Zhonghua Nei Ke Za Zhi

Department of Gastroenterology, Peking Union Medical College Hospital, Peking Union Medical College, Chinese Academy of Medical Sciences, Beijing 100730, China.

Published: December 2005

Objective: To investigate the clinical and pathological characteristics, treatment measures and prognosis of pseudomyxoma peritonei (PMP).

Methods: The clinical records and follow-up data of the patients with PMP were retrospectively analyzed. Survival analysis (Kaplan-Meier method and Cox regression) was used to investigate the prognosis.

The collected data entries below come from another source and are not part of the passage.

use super::ports::LiveMediaSource;
use super::rules::FilterRules;
use crate::model::{ArchivedMessage, LiveMessage};
use crate::storage::{MessageStore, StorageError};
use std::sync::Arc;
use tracing::{debug, warn};

/// Persists every observed message so later deletions can be reconstructed.
///
/// Runs before routing and ignores the forwarding rules except `ignored_ids`.
pub struct Archiver {
    store: Arc<dyn MessageStore>,
    media: Arc<dyn LiveMediaSource>,
    rules: Arc<FilterRules>,
    max_media_size: u32,
}

impl Archiver {
    /// Creates the archiver.
    #[must_use]
    pub fn new(
        store: Arc<dyn MessageStore>,
        media: Arc<dyn LiveMediaSource>,
        rules: Arc<FilterRules>,
        max_media_size: u32,
    ) -> Self {
        Self {
            store,
            media,
            rules,
            max_media_size,
        }
    }

    /// Saves or updates the record of `message`.
    ///
    /// An existing record keeps its creation time and media; only the text
    /// and edit time change. Media download failures are logged and the
    /// record is saved without media.
    ///
    /// # Errors
    ///
    /// Returns the store error when the record cannot be read or written.
    pub async fn archive(&self, message: &LiveMessage) -> Result<(), StorageError> {
        if self.rules.is_ignored(message) {
            debug!(message_id = message.id, "Not archiving ignored message");
            return Ok(());
        }

        if let Some(mut existing) = self.store.get(message.chat_id, message.id).await? {
            existing.apply_edit(message);
            debug!(
                message_id = message.id,
                chat_id = message.chat_id,
                "Updating archived message"
            );
            return self.store.save(&existing).await;
        }

        let media_ref = self.store_media(message).await;
        let record = ArchivedMessage::from_live(message, media_ref);
        self.store.save(&record).await?;
        debug!(
            message_id = message.id,
            chat_id = message.chat_id,
            has_media = record.media_ref.is_some(),
            "Archived message"
        );
        Ok(())
    }

    async fn store_media(&self, message: &LiveMessage) -> Option<String> {
        let media = message.media.as_ref()?;

        if let Some(size) = media.file_size.filter(|size| *size > self.max_media_size) {
            warn!(
                message_id = message.id,
                size,
                limit = self.max_media_size,
                "Media too large to archive"
            );
            return None;
        }

        let file = match self.media.fetch_live(message).await {
            Ok(file) => file,
            Err(e) => {
                warn!(message_id = message.id, error = %e, "Failed to download media for archive");
                return None;
            }
        };

        if file.is_empty() {
            warn!(message_id = message.id, "Downloaded media is empty");
            return None;
        }
        let limit = usize::try_from(self.max_media_size).unwrap_or(usize::MAX);
        if file.data().len() > limit {
            warn!(message_id = message.id, "Downloaded media exceeds size limit");
            return None;
        }

        match self
            .store
            .save_media(message.chat_id, message.id, file.data().clone())
            .await
        {
            Ok(media_ref) => Some(media_ref),
            Err(e) => {
                warn!(message_id = message.id, error = %e, "Failed to store media");
                None
            }
        }
    }
}

#[cfg(test)]
mod tests {
    use super::*;
    use crate::model::{ChatKind, MediaKind};
    use crate::pipeline::error::MediaError;
    use crate::pipeline::ports::{MediaFile, MockLiveMediaSource};
    use crate::storage::InMemoryStore;
    use crate::testing::{live_message, with_media};
    use chrono::TimeDelta;
    use std::collections::HashSet;

    const LIMIT: u32 = 1024 * 1024;

    fn archiver(store: Arc<InMemoryStore>, media: MockLiveMediaSource) -> Archiver {
        let rules = FilterRules {
            ignored_ids: HashSet::from([666]),
            ..FilterRules::default()
        };
        Archiver::new(store, Arc::new(media), Arc::new(rules), LIMIT)
    }

    #[tokio::test]
    async fn test_same_message_twice_yields_one_updated_record() -> Result<(), StorageError> {
        let store = Arc::new(InMemoryStore::new());
        let archiver = archiver(store.clone(), MockLiveMediaSource::new());

        let original = live_message(9, 42, ChatKind::Private, 42);
        archiver.archive(&original).await?;

        let mut edited = original.clone();
        edited.text = "hello, edited".to_string();
        edited.edit_date = Some(original.date + TimeDelta::minutes(2));
        edited.date = original.date + TimeDelta::hours(1);
        archiver.archive(&edited).await?;

        assert_eq!(store.len().await, 1);
        let record = store.get(42, 9).await?;
        let record = record.ok_or_else(|| StorageError::NotFound("record".into()))?;
        assert_eq!(record.text, "hello, edited");
        assert_eq!(record.edited_at, edited.edit_date);
        assert_eq!(record.created_at, original.date);
        Ok(())
    }

    #[tokio::test]
    async fn test_media_is_downloaded_and_kept_on_edit() -> Result<(), StorageError> {
        let store = Arc::new(InMemoryStore::new());
        let mut media = MockLiveMediaSource::new();
        media
            .expect_fetch_live()
            .times(1)
            .returning(|_| Ok(MediaFile::new("photo.jpg", vec![7u8; 16])));
        let archiver = archiver(store.clone(), media);

        let msg = with_media(live_message(3, -10, ChatKind::Group, 5), MediaKind::Photo);
        archiver.archive(&msg).await?;

        let mut edited = msg.clone();
        edited.text = "caption".to_string();
        archiver.archive(&edited).await?;

        let record = store
            .get(-10, 3)
            .await?
            .ok_or_else(|| StorageError::NotFound("record".into()))?;
        assert_eq!(record.media_kind, Some(MediaKind::Photo));
        assert_eq!(record.text, "caption");
        let media_ref = record.media_ref.unwrap_or_default();
        assert_eq!(store.load_media(&media_ref).await?.len(), 16);
        Ok(())
    }

    #[tokio::test]
    async fn test_download_failure_still_saves_text() -> Result<(), StorageError> {
        let store = Arc::new(InMemoryStore::new());
        let mut media = MockLiveMediaSource::new();
        media
            .expect_fetch_live()
            .returning(|_| Err(MediaError::Fetch("timeout".into())));
        let archiver = archiver(store.clone(), media);

        let msg = with_media(live_message(4, 42, ChatKind::Private, 42), MediaKind::Video);
        archiver.archive(&msg).await?;

        let record = store.get(42, 4).await?;
        assert!(record.is_some_and(|r| r.media_ref.is_none() && r.text == "hello"));
        Ok(())
    }

    #[tokio::test]
    async fn test_oversized_media_is_not_downloaded() -> Result<(), StorageError> {
        let store = Arc::new(InMemoryStore::new());
        let mut media = MockLiveMediaSource::new();
        media.expect_fetch_live().never();
        let archiver = archiver(store.clone(), media);

        let mut msg = with_media(live_message(5, 42, ChatKind::Private, 42), MediaKind::Document);
        if let Some(media) = msg.media.as_mut() {
            media.file_size = Some(LIMIT + 1);
        }
        archiver.archive(&msg).await?;
        assert_eq!(store.len().await, 1);
        Ok(())
    }

    #[tokio::test]
    async fn test_ignored_sender_is_not_archived() -> Result<(), StorageError> {
        let store = Arc::new(InMemoryStore::new());
        let archiver = archiver(store.clone(), MockLiveMediaSource::new());

        archiver
            .archive(&live_message(1, 666, ChatKind::Private, 666))
            .await?;
        assert!(store.is_empty().await);
        Ok(())
    }
}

Results: Thirty-three patients (twenty-two women, eleven men) have a median interval between onset and definite diagnosis of 12 months with an average age of 50. The main clinical presentation includes bloating, abdominal mass and abdominal distention. A delay in diagnosis is common and many patients are labeled as other diseases (84.8%). Positive results were often found in the assistant examinations such as erythrocyte sedimentation rate, gastrointestinal tumor markers (carcinoembryonic antigen, carcinomatous antigen 19-9 and so on), imaging (B ultrasound and computer tomography) and abdominal paracentesis which was usually unsuccessful. The most frequently practiced approach is debulking surgery with the main assistant means of chemotherapy which was lack of the uniform rationale. Benign type of pathological samples accounts for 66.7% of all, while mid-type 21.2% and malignant 12.1%. The general median survival time is 70 months with a follow-up rate of 79%. The pathological type and chemotherapy are main factors which influence the cumulative survival rate (P < 0.05). Up to the end of 2004, sixteen patients died of various complications, multiple organ failure and severe infection, while ten patients survival and seven patients lost.

Conclusions: PMP is a rare condition of borderline malignancy with its unique clinical and pathological characteristics. Gastrointestinal tumor markers, imaging and abdominal paracentesis are very important to the diagnosis. The existing treatment measures need to be improved further. The pathological type and chemotherapy are main factors which influence the prognosis.